Consequently, American private hospitals can be dangerous, clinical practice variations are ubiquitous and physicians over-diagnose and are incentivised to deliver excessive testing and interventions by fee per item of service payment systems.

British insurers are no better. Organisations such as the British United Provident Association are seeking to cut fees to specialists and enforce evidence-based guidelines. Good on ’em; but they are hardly ahead of the NHS game.

Indeed with the UK private insurance industry having lost 10% of its members in the last three years (according to recent Laing and Buisson data), all these firms are seeking to cut costs - just like the NHS.

The current Competition Commission’s investigation into the sector is revealing not only for participants’ criticism of market dominance, but also for showing the distress of consultants in surgery, orthopaedics, anaesthesia and radiology as insurers (at last) use their market power to rifle their wallets.

Private sector hospitals with falling private insurance income are being kept alive by NHS patients exercising “choice” and opting for superior hotel facilities offered by private providers and getting NHS care there. These hospitals are profit –driven, and with NHS tariffs being driven down (as private insurers do likewise), some e.g. ISTC units are trembling on and going out of the NHS market.

Private hospitals are finding it difficult to make profits with NHS provider payment rates.

Like the insurers and the NHS, private hospital managers are no better at controlling clinical practice variations and costs. Furthermore, they will naturally and always look to cream the market, picking the less complex patients. Sadly, this is not reflected in NHS tariff setting; i.e. NHS hospitals taking more complex patients should get higher tariffs.

The 1983 revival
So we are back to 1983: where’s the evidence of private sector superiority? Prove it first, and then privatise!

However, if we can prove it and do privatise, this will require much greater transparency. Back to NHS consultants working in the private sector: how can we and the sleepy GMC be assured they are safe if not all of their activity and outcome data is available? All private work should produce comparable HES / PROMs / mortality data, so that the totality of their work is available for scrutiny.

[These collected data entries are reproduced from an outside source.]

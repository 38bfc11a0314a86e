//! Bar-chart series derived from daily visit counts

use chrono::{Datelike, NaiveDate};

use crate::models::StatsResult;

pub const CHART_TITLE: &str = "Visitas por día";

const BAR_WIDTH: u64 = 40;

const MONTHS_ES: [&str; 12] = [
    "ene", "feb", "mar", "abr", "may", "jun", "jul", "ago", "sept", "oct", "nov", "dic",
];

#[derive(Debug, Clone, PartialEq, Eq)]
pub struct ChartBucket {
    pub label: String,
    pub value: u64,
}

#[derive(Debug, Clone, PartialEq, Eq, Default)]
pub struct ChartSeries {
    pub buckets: Vec<ChartBucket>,
}

/// Abbreviated month and day in `es-ES` order, e.g. `1 ene`
pub fn bucket_label(date: NaiveDate) -> String {
    let month = MONTHS_ES[date.month0() as usize];
    format!("{} {}", date.day(), month)
}

/// Bar length in cells; widened so counts near `u64::MAX` cannot overflow
fn bar_len(value: u64, max: u64) -> u64 {
    if max == 0 {
        return 0;
    }
    let len = (u128::from(value) * u128::from(BAR_WIDTH)).div_ceil(u128::from(max));
    u64::try_from(len).unwrap_or(BAR_WIDTH)
}

impl ChartSeries {
    /// One bucket per daily entry, in the order the backend returned them
    pub fn from_stats(stats: &StatsResult) -> Self {
        let buckets = stats
            .daily_stats
            .iter()
            .map(|stat| ChartBucket {
                label: bucket_label(stat.date),
                value: stat.visits,
            })
            .collect();

        Self { buckets }
    }

    pub fn is_empty(&self) -> bool {
        self.buckets.is_empty()
    }

    pub fn labels(&self) -> Vec<&str> {
        self.buckets.iter().map(|b| b.label.as_str()).collect()
    }

    pub fn values(&self) -> Vec<u64> {
        self.buckets.iter().map(|b| b.value).collect()
    }

    /// Horizontal text bars scaled to the largest bucket
    pub fn render(&self) -> String {
        let max = self.buckets.iter().map(|b| b.value).max().unwrap_or(0);
        let label_width = self
            .buckets
            .iter()
            .map(|b| b.label.chars().count())
            .max()
            .unwrap_or(0);

        let mut out = String::new();
        for bucket in &self.buckets {
            let len = bar_len(bucket.value, max);
            out.push_str(&format!(
                "{:<width$}  {} {}\n",
                bucket.label,
                "█".repeat(len as usize),
                bucket.value,
                width = label_width
            ));
        }
        out
    }
}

There are stirrings in the private sector to do this after two decades of pressure by people like the former medical director of BUPA Andrew Vallance-Owen and me. Government and GMC complacency remains remarkable.

Privatisation requires greater transparency for it to be seen to be good value and to mitigate worries that the policy is merely a subsidy to private sector mates of those who govern us!

PCT ‘savings’ and failure to treat
NHS resources are allocated on the basis of need. NHS activity reflects local patient demand. Some PCTs out-spend their budget allocations, and now have to reveal their deficits. Some PCTs under-spend, and hand back some of their allocations to their SHA, perhaps with plaudits.

Instead of plaudits, perhaps under-spenders should be shot! If they under-spend needs-based funds, can they be said to be delivering high-quality care efficiently and effectively for their local community?

Those PCTs have significantly worse population health, and they appear to lack the management ability to spend their allocations. Time for close examination of these PCTs, as under-spending in places of health needs is surely unethical and deserving of the firing squad!

On explosive politicians
Mr Hunt may need more than tanks in front of Richmond House and the SAS defending his office. He may need a good bunker too, just in case. In addition to this latest NHS redisorganisation, acute reconfiguration and other unevidenced solutions to ill-defined problems, he has the problem of explosive politicians.

These curious folk are posing and trumpeting to defend facilities in their constituencies (e.g. William Hague and Northallerton Hospital: Northern Echo October 20th).

These political dynamite characters are demanding money and inquiries to defend their votes locally, and giving the Secretary of State an entertaining time! Good luck to him - and perhaps more so, to the NHS and its patients.